DIRECTIONS FOR THIS TASK:
The data below must be returned in full and exactly.

THE INPUT:

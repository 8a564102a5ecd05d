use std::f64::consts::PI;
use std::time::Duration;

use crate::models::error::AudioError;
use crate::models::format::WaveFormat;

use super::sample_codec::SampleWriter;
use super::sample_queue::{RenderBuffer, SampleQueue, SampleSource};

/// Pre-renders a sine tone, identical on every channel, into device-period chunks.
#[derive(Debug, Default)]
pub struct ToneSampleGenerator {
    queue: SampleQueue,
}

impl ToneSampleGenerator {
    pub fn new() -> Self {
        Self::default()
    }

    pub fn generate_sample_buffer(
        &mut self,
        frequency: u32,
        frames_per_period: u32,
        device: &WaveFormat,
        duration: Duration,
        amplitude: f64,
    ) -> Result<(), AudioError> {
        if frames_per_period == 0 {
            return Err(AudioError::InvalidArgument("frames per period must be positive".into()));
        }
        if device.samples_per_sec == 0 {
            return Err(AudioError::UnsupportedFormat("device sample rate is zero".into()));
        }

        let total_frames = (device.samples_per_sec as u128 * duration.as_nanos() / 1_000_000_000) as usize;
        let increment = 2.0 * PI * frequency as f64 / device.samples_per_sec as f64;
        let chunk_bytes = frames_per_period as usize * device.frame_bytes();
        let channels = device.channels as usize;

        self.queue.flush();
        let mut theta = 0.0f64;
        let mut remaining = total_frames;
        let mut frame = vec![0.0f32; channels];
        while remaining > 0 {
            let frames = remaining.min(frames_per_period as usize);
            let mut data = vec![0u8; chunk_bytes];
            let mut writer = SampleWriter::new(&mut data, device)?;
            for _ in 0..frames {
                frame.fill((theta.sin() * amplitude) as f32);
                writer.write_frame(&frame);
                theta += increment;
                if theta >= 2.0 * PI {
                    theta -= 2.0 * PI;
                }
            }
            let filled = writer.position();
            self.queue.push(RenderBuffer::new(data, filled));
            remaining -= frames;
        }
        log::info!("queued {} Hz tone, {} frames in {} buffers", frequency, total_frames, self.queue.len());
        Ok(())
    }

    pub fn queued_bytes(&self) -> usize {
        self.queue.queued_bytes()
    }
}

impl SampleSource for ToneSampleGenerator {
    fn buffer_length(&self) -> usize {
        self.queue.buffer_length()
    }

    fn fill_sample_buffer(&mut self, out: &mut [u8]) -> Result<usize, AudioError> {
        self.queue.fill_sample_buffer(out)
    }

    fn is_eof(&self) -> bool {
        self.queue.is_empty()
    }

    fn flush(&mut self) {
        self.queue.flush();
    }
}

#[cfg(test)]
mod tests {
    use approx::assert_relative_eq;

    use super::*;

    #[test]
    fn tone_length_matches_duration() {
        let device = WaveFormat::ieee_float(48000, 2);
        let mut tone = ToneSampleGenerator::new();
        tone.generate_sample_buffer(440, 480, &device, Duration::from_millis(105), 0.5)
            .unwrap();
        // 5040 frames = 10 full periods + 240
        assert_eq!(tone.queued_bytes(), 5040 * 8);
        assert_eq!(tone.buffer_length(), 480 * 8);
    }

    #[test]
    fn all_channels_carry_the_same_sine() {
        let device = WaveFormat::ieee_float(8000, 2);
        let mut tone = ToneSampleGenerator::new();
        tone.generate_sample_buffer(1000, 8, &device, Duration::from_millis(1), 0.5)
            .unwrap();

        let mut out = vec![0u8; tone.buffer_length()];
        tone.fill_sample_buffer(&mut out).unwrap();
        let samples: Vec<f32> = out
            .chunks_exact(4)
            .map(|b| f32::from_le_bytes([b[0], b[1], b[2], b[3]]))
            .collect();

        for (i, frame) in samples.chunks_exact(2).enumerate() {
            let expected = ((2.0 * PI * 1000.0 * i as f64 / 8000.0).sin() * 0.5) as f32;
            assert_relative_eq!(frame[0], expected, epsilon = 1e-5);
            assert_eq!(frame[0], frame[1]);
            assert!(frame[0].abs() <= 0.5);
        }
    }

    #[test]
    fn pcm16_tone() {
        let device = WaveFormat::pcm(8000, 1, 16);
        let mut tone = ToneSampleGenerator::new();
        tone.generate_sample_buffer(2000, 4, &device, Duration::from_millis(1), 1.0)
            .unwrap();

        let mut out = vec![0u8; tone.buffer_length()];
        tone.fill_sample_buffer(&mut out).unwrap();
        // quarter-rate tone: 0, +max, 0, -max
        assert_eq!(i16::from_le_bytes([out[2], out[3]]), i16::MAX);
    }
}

ANSWER TO THE EXERCISE:
repository 8a564102a5ecd05d
use std::f64::consts::PI;
use std::time::Duration;

use crate::models::error::AudioError;
use crate::models::format::WaveFormat;

use super::sample_codec::SampleWriter;
use super::sample_queue::{RenderBuffer, SampleQueue, SampleSource};

/// Pre-renders a sine tone, identical on every channel, into device-period chunks.
#[derive(Debug, Default)]
pub struct ToneSampleGenerator {
    queue: SampleQueue,
}

impl ToneSampleGenerator {
    pub fn new() -> Self {
        Self::default()
    }

    pub fn generate_sample_buffer(
        &mut self,
        frequency: u32,
        frames_per_period: u32,
        device: &WaveFormat,
        duration: Duration,
        amplitude: f64,
    ) -> Result<(), AudioError> {
        if frames_per_period == 0 {
            return Err(AudioError::InvalidArgument("frames per period must be positive".into()));
        }
        if device.samples_per_sec == 0 {
            return Err(AudioError::UnsupportedFormat("device sample rate is zero".into()));
        }

        let total_frames = (device.samples_per_sec as u128 * duration.as_nanos() / 1_000_000_000) as usize;
        let increment = 2.0 * PI * frequency as f64 / device.samples_per_sec as f64;
        let chunk_bytes = frames_per_period as usize * device.frame_bytes();
        let channels = device.channels as usize;

        self.queue.flush();
        let mut theta = 0.0f64;
        let mut remaining = total_frames;
        let mut frame = vec![0.0f32; channels];
        while remaining > 0 {
            let frames = remaining.min(frames_per_period as usize);
            let mut data = vec![0u8; chunk_bytes];
            let mut writer = SampleWriter::new(&mut data, device)?;
            for _ in 0..frames {
                frame.fill((theta.sin() * amplitude) as f32);
                writer.write_frame(&frame);
                theta += increment;
                if theta >= 2.0 * PI {
                    theta -= 2.0 * PI;
                }
            }
            let filled = writer.position();
            self.queue.push(RenderBuffer::new(data, filled));
            remaining -= frames;
        }
        log::info!("queued {} Hz tone, {} frames in {} buffers", frequency, total_frames, self.queue.len());
        Ok(())
    }

    pub fn queued_bytes(&self) -> usize {
        self.queue.queued_bytes()
    }
}

impl SampleSource for ToneSampleGenerator {
    fn buffer_length(&self) -> usize {
        self.queue.buffer_length()
    }

    fn fill_sample_buffer(&mut self, out: &mut [u8]) -> Result<usize, AudioError> {
        self.queue.fill_sample_buffer(out)
    }

    fn is_eof(&self) -> bool {
        self.queue.is_empty()
    }

    fn flush(&mut self) {
        self.queue.flush();
    }
}

#[cfg(test)]
mod tests {
    use approx::assert_relative_eq;

    use super::*;

    #[test]
    fn tone_length_matches_duration() {
        let device = WaveFormat::ieee_float(48000, 2);
        let mut tone = ToneSampleGenerator::new();
        tone.generate_sample_buffer(440, 480, &device, Duration::from_millis(105), 0.5)
            .unwrap();
        // 5040 frames = 10 full periods + 240
        assert_eq!(tone.queued_bytes(), 5040 * 8);
        assert_eq!(tone.buffer_length(), 480 * 8);
    }

    #[test]
    fn all_channels_carry_the_same_sine() {
        let device = WaveFormat::ieee_float(8000, 2);
        let mut tone = ToneSampleGenerator::new();
        tone.generate_sample_buffer(1000, 8, &device, Duration::from_millis(1), 0.5)
            .unwrap();

        let mut out = vec![0u8; tone.buffer_length()];
        tone.fill_sample_buffer(&mut out).unwrap();
        let samples: Vec<f32> = out
            .chunks_exact(4)
            .map(|b| f32::from_le_bytes([b[0], b[1], b[2], b[3]]))
            .collect();

        for (i, frame) in samples.chunks_exact(2).enumerate() {
            let expected = ((2.0 * PI * 1000.0 * i as f64 / 8000.0).sin() * 0.5) as f32;
            assert_relative_eq!(frame[0], expected, epsilon = 1e-5);
            assert_eq!(frame[0], frame[1]);
            assert!(frame[0].abs() <= 0.5);
        }
    }

    #[test]
    fn pcm16_tone() {
        let device = WaveFormat::pcm(8000, 1, 16);
        let mut tone = ToneSampleGenerator::new();
        tone.generate_sample_buffer(2000, 4, &device, Duration::from_millis(1), 1.0)
            .unwrap();

        let mut out = vec![0u8; tone.buffer_length()];
        tone.fill_sample_buffer(&mut out).unwrap();
        // quarter-rate tone: 0, +max, 0, -max
        assert_eq!(i16::from_le_bytes([out[2], out[3]]), i16::MAX);
    }
}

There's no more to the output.